> THE PROBLEM
Take the entries below and print only the lines from the one with "pub struct RequestId(pub String);" through the one with "for variant in", exactly as they stand, both ends included.
------ DATA EXTRACT ------
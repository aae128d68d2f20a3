use axum::{extract::Request, http::HeaderValue, middleware::Next, response::Response};
use uuid::Uuid;

pub const REQUEST_ID_HEADER: &str = "x-request-id";

/// Client-supplied IDs longer than this are replaced.
const MAX_REQUEST_ID_LEN: usize = 128;

/// Request ID carried in request extensions and echoed in every envelope.
#[derive(Debug, Clone)]
pub struct RequestId(pub String);

/// Reuses the caller's `x-request-id` when it is present, non-blank and at
/// most 128 bytes; otherwise generates a `UUIDv4`. The ID is stored as a
/// [`RequestId`] extension and echoed on the response.
pub async fn request_id(mut req: Request, next: Next) -> Response {
    let id = req
        .headers()
        .get(REQUEST_ID_HEADER)
        .and_then(|v| v.to_str().ok())
        .map(str::trim)
        .filter(|v| !v.is_empty() && v.len() <= MAX_REQUEST_ID_LEN)
        .map_or_else(|| Uuid::new_v4().to_string(), String::from);

    tracing::debug!(request_id = %id, path = %req.uri().path(), "handling request");
    req.extensions_mut().insert(RequestId(id.clone()));

    let mut res = next.run(req).await;
    if let Ok(val) = HeaderValue::from_str(&id) {
        res.headers_mut().insert(REQUEST_ID_HEADER, val);
    }
    res
}
//! Structural identity of a product's option/variant set.
//!
//! The selection manager resets its defaults only when this fingerprint
//! changes, so re-fetching identical catalog data keeps the shopper's choices.
//! Only the fields that influence defaults and availability are hashed:
//! option names and values, and each variant's id, `availableForSale` flag,
//! and option entries. Prices and images are not part of it.

use quickview_core::{ProductOption, ProductVariant};
use sha2::digest::Output;
use sha2::{Digest, Sha256};

#[derive(Debug, Clone, Copy, PartialEq, Eq, Hash)]
pub struct CatalogFingerprint(Output<Sha256>);

impl CatalogFingerprint {
    #[must_use]
    pub fn of(options: &[ProductOption], variants: &[ProductVariant]) -> Self {
        let mut hasher = Sha256::new();

        write_len(&mut hasher, options.len());
        for option in options {
            write_str(&mut hasher, &option.name);
            write_len(&mut hasher, option.values.len());
            for value in &option.values {
                write_str(&mut hasher, value);
            }
        }

        write_len(&mut hasher, variants.len());
        for variant in variants {
            write_str(&mut hasher, &variant.id);
            hasher.update([u8::from(variant.available_for_sale)]);
            write_len(&mut hasher, variant.selected_options.len());
            for entry in &variant.selected_options {
                write_str(&mut hasher, &entry.name);
                write_str(&mut hasher, &entry.value);
            }
        }

        Self(hasher.finalize())
    }

    /// Lowercase hex rendering, for logs.
    #[must_use]
    pub fn to_hex(&self) -> String {
        format!("{:x}", self.0)
    }
}

// Length prefixes keep ("ab", "c") and ("a", "bc") from hashing alike.
fn write_len(hasher: &mut Sha256, len: usize) {
    hasher.update((len as u64).to_le_bytes());
}

fn write_str(hasher: &mut Sha256, s: &str) {
    write_len(hasher, s.len());
    hasher.update(s.as_bytes());
}
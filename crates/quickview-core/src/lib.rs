pub mod app_config;
pub mod config;
pub mod format;
pub mod products;

pub use app_config::{AppConfig, Environment, TokenKind};
pub use config::{load_app_config, load_app_config_from_env};
pub use format::{format_price, format_price_range, image_alt, image_url, PLACEHOLDER_IMAGE_URL};
pub use products::{
    Collection, CollectionRef, Image, Money, PriceRange, Product, ProductOption, ProductSummary,
    ProductVariant, SelectedOption, SelectedOptions, ShopInfo,
};

use thiserror::Error;

#[derive(Debug, Error)]
pub enum ConfigError {
    #[error("missing required environment variable: {0}")]
    MissingEnvVar(String),

    #[error("invalid value for {var}: {reason}")]
    InvalidEnvVar { var: String, reason: String },
}
//! The `quick-view` command: load one product, apply option choices the way
//! a shopper clicking pills would, and print what the modal shows.

use quickview_storefront::{QuickView, QuickViewState, StorefrontClient};

use crate::render;

/// Load `handle`, apply `selections` in order, and print the result.
///
/// Choices of unavailable values are rejected with a warning and leave the
/// previous choice in place.
///
/// # Errors
///
/// Returns an error if the product does not exist or cannot be loaded.
pub(crate) async fn run_quick_view(
    client: &StorefrontClient,
    handle: &str,
    selections: &[(String, String)],
    json: bool,
) -> anyhow::Result<()> {
    let mut quick_view = QuickView::new();
    let ticket = quick_view.open(handle);
    let result = ticket.fetch(client).await;
    quick_view.complete(&ticket, result);

    match quick_view.state() {
        QuickViewState::NotFound { handle } => anyhow::bail!("product '{handle}' not found"),
        QuickViewState::Failed { handle, message } => {
            anyhow::bail!("failed to load product '{handle}': {message}")
        }
        _ => {}
    }

    let view = quick_view
        .view_mut()
        .ok_or_else(|| anyhow::anyhow!("quick view for '{handle}' did not load"))?;

    for (name, value) in selections {
        if !view.product.options.iter().any(|o| &o.name == name) {
            eprintln!("warning: '{handle}' has no option named '{name}'");
            continue;
        }
        if !view.selection.select_if_available(name, value) {
            tracing::warn!(option = %name, value = %value, "option value unavailable");
            eprintln!("warning: {name}={value} is not available; keeping current choice");
        }
    }

    if json {
        println!("{}", serde_json::to_string_pretty(&view.selection.state())?);
    } else {
        print!("{}", render::render_quick_view(&view.product, &view.selection));
    }
    Ok(())
}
------
> OUTPUT OF THE TASK
pub struct RequestId(pub String);

/// Reuses the caller's `x-request-id` when it is present, non-blank and at
/// most 128 bytes; otherwise generates a `UUIDv4`. The ID is stored as a
/// [`RequestId`] extension and echoed on the response.
pub async fn request_id(mut req: Request, next: Next) -> Response {
    let id = req
        .headers()
        .get(REQUEST_ID_HEADER)
        .and_then(|v| v.to_str().ok())
        .map(str::trim)
        .filter(|v| !v.is_empty() && v.len() <= MAX_REQUEST_ID_LEN)
        .map_or_else(|| Uuid::new_v4().to_string(), String::from);

    tracing::debug!(request_id = %id, path = %req.uri().path(), "handling request");
    req.extensions_mut().insert(RequestId(id.clone()));

    let mut res = next.run(req).await;
    if let Ok(val) = HeaderValue::from_str(&id) {
        res.headers_mut().insert(REQUEST_ID_HEADER, val);
    }
    res
}
//! Structural identity of a product's option/variant set.
//!
//! The selection manager resets its defaults only when this fingerprint
//! changes, so re-fetching identical catalog data keeps the shopper's choices.
//! Only the fields that influence defaults and availability are hashed:
//! option names and values, and each variant's id, `availableForSale` flag,
//! and option entries. Prices and images are not part of it.

use quickview_core::{ProductOption, ProductVariant};
use sha2::digest::Output;
use sha2::{Digest, Sha256};

#[derive(Debug, Clone, Copy, PartialEq, Eq, Hash)]
pub struct CatalogFingerprint(Output<Sha256>);

impl CatalogFingerprint {
    #[must_use]
    pub fn of(options: &[ProductOption], variants: &[ProductVariant]) -> Self {
        let mut hasher = Sha256::new();

        write_len(&mut hasher, options.len());
        for option in options {
            write_str(&mut hasher, &option.name);
            write_len(&mut hasher, option.values.len());
            for value in &option.values {
                write_str(&mut hasher, value);
            }
        }

        write_len(&mut hasher, variants.len());
        for variant in variants {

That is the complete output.